# TASK DESCRIPTION
Copy the records below character for character.
--- RECORDS PROVIDED ---
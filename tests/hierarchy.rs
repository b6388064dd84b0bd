use std::sync::Arc;

use zarrkit::array::{ArrayMetadataBuilder, DataType};
use zarrkit::hierarchy::{Hierarchy, HierarchyError};
use zarrkit::storage::store::MemoryStore;

fn int32_builder(shape: Vec<u64>) -> ArrayMetadataBuilder {
    let mut builder = ArrayMetadataBuilder::new();
    builder.set_data_type(DataType::Int32);
    builder.set_shape(shape);
    builder
}

fn build_tree(hierarchy: &mut Hierarchy) {
    hierarchy.create_group("/grp1").unwrap();
    hierarchy.create_group("/grp2").unwrap();
    hierarchy.create_group("/grp3").unwrap();
    hierarchy.create_group("/grp1/subgrp11").unwrap();
    hierarchy.create_group("/grp1/subgrp11/subsubgrp111").unwrap();
    hierarchy.create_group("/grp2/subgrp21").unwrap();
    hierarchy.create_group("/grp2/subgrp21/µs").unwrap();
    hierarchy.create_group("/grp2/subgrp21/µs/Đà_Lạt").unwrap();
    hierarchy.create_group("/grp2/subgrp21/µs/東京").unwrap();

    let builder = int32_builder(vec![10, 10]);
    hierarchy
        .create_array_with_builder("/grp2/subgrp21/arr211", &builder)
        .unwrap();
    hierarchy
        .create_array_with_builder("/grp2/subgrp21/arr212", &builder)
        .unwrap();
}

#[test]
fn hierarchy_navigation_and_deletion() {
    let store = Arc::new(MemoryStore::new());
    let mut hierarchy = Hierarchy::create_with_group(store).unwrap();
    build_tree(&mut hierarchy);

    // relative resolution with `..`
    let dalat = "/grp2/subgrp21/µs/Đà_Lạt";
    assert_eq!(hierarchy.resolve(dalat, "..").unwrap().name(), "µs");
    assert_eq!(hierarchy.resolve(dalat, "../..").unwrap().name(), "subgrp21");
    assert_eq!(hierarchy.resolve(dalat, "../../../..").unwrap().path().as_str(), "/");
    assert!(hierarchy.resolve(dalat, "../../../../..").is_none());
    assert_eq!(hierarchy.resolve(dalat, "../東京").unwrap().name(), "東京");
    assert!(hierarchy.resolve(dalat, "../../arr212").unwrap().is_array());

    // resolution does not traverse into arrays
    assert!(hierarchy.resolve("/", "grp2/subgrp21/arr212/x").is_none());

    // deletion of one array
    hierarchy.delete("/grp2/subgrp21/arr211", false).unwrap();
    let subgrp21 = hierarchy.get_group("/grp2/subgrp21").unwrap();
    assert_eq!(subgrp21.arrays(), vec!["/grp2/subgrp21/arr212".to_string()]);

    // recursive deletion of the root leaves an empty root group
    hierarchy.delete("/", true).unwrap();
    assert_eq!(hierarchy.groups(), vec!["/".to_string()]);
    assert!(hierarchy.arrays().is_empty());
}

#[test]
fn hierarchy_reopen_materializes_tree() {
    let store = Arc::new(MemoryStore::new());
    let mut hierarchy = Hierarchy::create_with_group(store.clone()).unwrap();
    build_tree(&mut hierarchy);
    drop(hierarchy);

    let hierarchy = Hierarchy::open(store).unwrap();
    assert_eq!(
        hierarchy.groups(),
        vec![
            "/",
            "/grp1",
            "/grp1/subgrp11",
            "/grp1/subgrp11/subsubgrp111",
            "/grp2",
            "/grp2/subgrp21",
            "/grp2/subgrp21/µs",
            "/grp2/subgrp21/µs/Đà_Lạt",
            "/grp2/subgrp21/µs/東京",
            "/grp3",
        ]
        .into_iter()
        .map(String::from)
        .collect::<Vec<_>>()
    );
    assert_eq!(
        hierarchy.arrays(),
        vec![
            "/grp2/subgrp21/arr211".to_string(),
            "/grp2/subgrp21/arr212".to_string()
        ]
    );
}

#[test]
fn hierarchy_duplicate_and_invalid_names() {
    let store = Arc::new(MemoryStore::new());
    let mut hierarchy = Hierarchy::create_with_group(store).unwrap();
    hierarchy.create_group("/grp1").unwrap();

    assert!(matches!(
        hierarchy.create_group("/grp1"),
        Err(HierarchyError::DuplicateName(_))
    ));
    assert!(matches!(
        hierarchy.create_group("/__reserved"),
        Err(HierarchyError::InvalidName(_))
    ));
    assert!(matches!(
        hierarchy.create_group("/.."),
        Err(HierarchyError::NotFound(_) | HierarchyError::InvalidName(_))
    ));
    assert!(matches!(
        hierarchy.create_group("/missing/child"),
        Err(HierarchyError::NotFound(_))
    ));
}

#[test]
fn hierarchy_delete_non_empty_group() {
    let store = Arc::new(MemoryStore::new());
    let mut hierarchy = Hierarchy::create_with_group(store).unwrap();
    hierarchy.create_group("/grp1").unwrap();
    hierarchy.create_group("/grp1/subgrp11").unwrap();

    assert!(matches!(
        hierarchy.delete("/grp1", false),
        Err(HierarchyError::NotEmpty(_))
    ));
    hierarchy.delete("/grp1", true).unwrap();
    assert!(hierarchy.get("/grp1").is_none());
    assert_eq!(hierarchy.groups(), vec!["/".to_string()]);
}

#[test]
fn hierarchy_root_array_deletion_leaves_group() {
    let store = Arc::new(MemoryStore::new());
    let metadata = int32_builder(vec![4, 4]).metadata().unwrap();
    let mut hierarchy = Hierarchy::create_with_array(store.clone(), metadata).unwrap();
    assert!(hierarchy.root().is_array());
    assert_eq!(hierarchy.arrays(), vec!["/".to_string()]);

    hierarchy.delete("/", false).unwrap();
    assert!(hierarchy.root().is_group());
    assert_eq!(hierarchy.groups(), vec!["/".to_string()]);

    // the store agrees after reopening
    let hierarchy = Hierarchy::open(store).unwrap();
    assert!(hierarchy.root().is_group());
}

#[test]
fn hierarchy_attributes_saved() {
    let store = Arc::new(MemoryStore::new());
    let mut hierarchy = Hierarchy::create_with_group(store.clone()).unwrap();
    hierarchy.create_group("/grp1").unwrap();

    let group = hierarchy
        .get_mut("/grp1")
        .and_then(|node| node.as_group_mut())
        .unwrap();
    group.set_attribute("spam", serde_json::json!("ham"));
    group.set_attribute("eggs", serde_json::json!(42));
    assert!(group.attributes_dirty());
    hierarchy.save().unwrap();

    let hierarchy = Hierarchy::open(store).unwrap();
    let group = hierarchy.get_group("/grp1").unwrap();
    assert_eq!(group.attributes().get("spam"), Some(&serde_json::json!("ham")));
    assert_eq!(group.attributes().get("eggs"), Some(&serde_json::json!(42)));
    assert!(!group.attributes_dirty());
}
---
# TASK ANSWER
filename tests/hierarchy.rs
repository b6388064dd84b0bd
use std::sync::Arc;

use zarrkit::array::{ArrayMetadataBuilder, DataType};
use zarrkit::hierarchy::{Hierarchy, HierarchyError};
use zarrkit::storage::store::MemoryStore;

fn int32_builder(shape: Vec<u64>) -> ArrayMetadataBuilder {
    let mut builder = ArrayMetadataBuilder::new();
    builder.set_data_type(DataType::Int32);
    builder.set_shape(shape);
    builder
}

fn build_tree(hierarchy: &mut Hierarchy) {
    hierarchy.create_group("/grp1").unwrap();
    hierarchy.create_group("/grp2").unwrap();
    hierarchy.create_group("/grp3").unwrap();
    hierarchy.create_group("/grp1/subgrp11").unwrap();
    hierarchy.create_group("/grp1/subgrp11/subsubgrp111").unwrap();
    hierarchy.create_group("/grp2/subgrp21").unwrap();
    hierarchy.create_group("/grp2/subgrp21/µs").unwrap();
    hierarchy.create_group("/grp2/subgrp21/µs/Đà_Lạt").unwrap();
    hierarchy.create_group("/grp2/subgrp21/µs/東京").unwrap();

    let builder = int32_builder(vec![10, 10]);
    hierarchy
        .create_array_with_builder("/grp2/subgrp21/arr211", &builder)
        .unwrap();
    hierarchy
        .create_array_with_builder("/grp2/subgrp21/arr212", &builder)
        .unwrap();
}

#[test]
fn hierarchy_navigation_and_deletion() {
    let store = Arc::new(MemoryStore::new());
    let mut hierarchy = Hierarchy::create_with_group(store).unwrap();
    build_tree(&mut hierarchy);

    // relative resolution with `..`
    let dalat = "/grp2/subgrp21/µs/Đà_Lạt";
    assert_eq!(hierarchy.resolve(dalat, "..").unwrap().name(), "µs");
    assert_eq!(hierarchy.resolve(dalat, "../..").unwrap().name(), "subgrp21");
    assert_eq!(hierarchy.resolve(dalat, "../../../..").unwrap().path().as_str(), "/");
    assert!(hierarchy.resolve(dalat, "../../../../..").is_none());
    assert_eq!(hierarchy.resolve(dalat, "../東京").unwrap().name(), "東京");
    assert!(hierarchy.resolve(dalat, "../../arr212").unwrap().is_array());

    // resolution does not traverse into arrays
    assert!(hierarchy.resolve("/", "grp2/subgrp21/arr212/x").is_none());

    // deletion of one array
    hierarchy.delete("/grp2/subgrp21/arr211", false).unwrap();
    let subgrp21 = hierarchy.get_group("/grp2/subgrp21").unwrap();
    assert_eq!(subgrp21.arrays(), vec!["/grp2/subgrp21/arr212".to_string()]);

    // recursive deletion of the root leaves an empty root group
    hierarchy.delete("/", true).unwrap();
    assert_eq!(hierarchy.groups(), vec!["/".to_string()]);
    assert!(hierarchy.arrays().is_empty());
}

#[test]
fn hierarchy_reopen_materializes_tree() {
    let store = Arc::new(MemoryStore::new());
    let mut hierarchy = Hierarchy::create_with_group(store.clone()).unwrap();
    build_tree(&mut hierarchy);
    drop(hierarchy);

    let hierarchy = Hierarchy::open(store).unwrap();
    assert_eq!(
        hierarchy.groups(),
        vec![
            "/",
            "/grp1",
            "/grp1/subgrp11",
            "/grp1/subgrp11/subsubgrp111",
            "/grp2",
            "/grp2/subgrp21",
            "/grp2/subgrp21/µs",
            "/grp2/subgrp21/µs/Đà_Lạt",
            "/grp2/subgrp21/µs/東京",
            "/grp3",
        ]
        .into_iter()
        .map(String::from)
        .collect::<Vec<_>>()
    );
    assert_eq!(
        hierarchy.arrays(),
        vec![
            "/grp2/subgrp21/arr211".to_string(),
            "/grp2/subgrp21/arr212".to_string()
        ]
    );
}

#[test]
fn hierarchy_duplicate_and_invalid_names() {
    let store = Arc::new(MemoryStore::new());
    let mut hierarchy = Hierarchy::create_with_group(store).unwrap();
    hierarchy.create_group("/grp1").unwrap();

    assert!(matches!(
        hierarchy.create_group("/grp1"),
        Err(HierarchyError::DuplicateName(_))
    ));
    assert!(matches!(
        hierarchy.create_group("/__reserved"),
        Err(HierarchyError::InvalidName(_))
    ));
    assert!(matches!(
        hierarchy.create_group("/.."),
        Err(HierarchyError::NotFound(_) | HierarchyError::InvalidName(_))
    ));
    assert!(matches!(
        hierarchy.create_group("/missing/child"),
        Err(HierarchyError::NotFound(_))
    ));
}

#[test]
fn hierarchy_delete_non_empty_group() {
    let store = Arc::new(MemoryStore::new());
    let mut hierarchy = Hierarchy::create_with_group(store).unwrap();
    hierarchy.create_group("/grp1").unwrap();
    hierarchy.create_group("/grp1/subgrp11").unwrap();

    assert!(matches!(
        hierarchy.delete("/grp1", false),
        Err(HierarchyError::NotEmpty(_))
    ));
    hierarchy.delete("/grp1", true).unwrap();
    assert!(hierarchy.get("/grp1").is_none());
    assert_eq!(hierarchy.groups(), vec!["/".to_string()]);
}

#[test]
fn hierarchy_root_array_deletion_leaves_group() {
    let store = Arc::new(MemoryStore::new());
    let metadata = int32_builder(vec![4, 4]).metadata().unwrap();
    let mut hierarchy = Hierarchy::create_with_array(store.clone(), metadata).unwrap();
    assert!(hierarchy.root().is_array());
    assert_eq!(hierarchy.arrays(), vec!["/".to_string()]);

    hierarchy.delete("/", false).unwrap();
    assert!(hierarchy.root().is_group());
    assert_eq!(hierarchy.groups(), vec!["/".to_string()]);

    // the store agrees after reopening
    let hierarchy = Hierarchy::open(store).unwrap();
    assert!(hierarchy.root().is_group());
}

#[test]
fn hierarchy_attributes_saved() {
    let store = Arc::new(MemoryStore::new());
    let mut hierarchy = Hierarchy::create_with_group(store.clone()).unwrap();
    hierarchy.create_group("/grp1").unwrap();

    let group = hierarchy
        .get_mut("/grp1")
        .and_then(|node| node.as_group_mut())
        .unwrap();
    group.set_attribute("spam", serde_json::json!("ham"));
    group.set_attribute("eggs", serde_json::json!(42));
    assert!(group.attributes_dirty());
    hierarchy.save().unwrap();

    let hierarchy = Hierarchy::open(store).unwrap();
    let group = hierarchy.get_group("/grp1").unwrap();
    assert_eq!(group.attributes().get("spam"), Some(&serde_json::json!("ham")));
    assert_eq!(group.attributes().get("eggs"), Some(&serde_json::json!(42)));
    assert!(!group.attributes_dirty());
}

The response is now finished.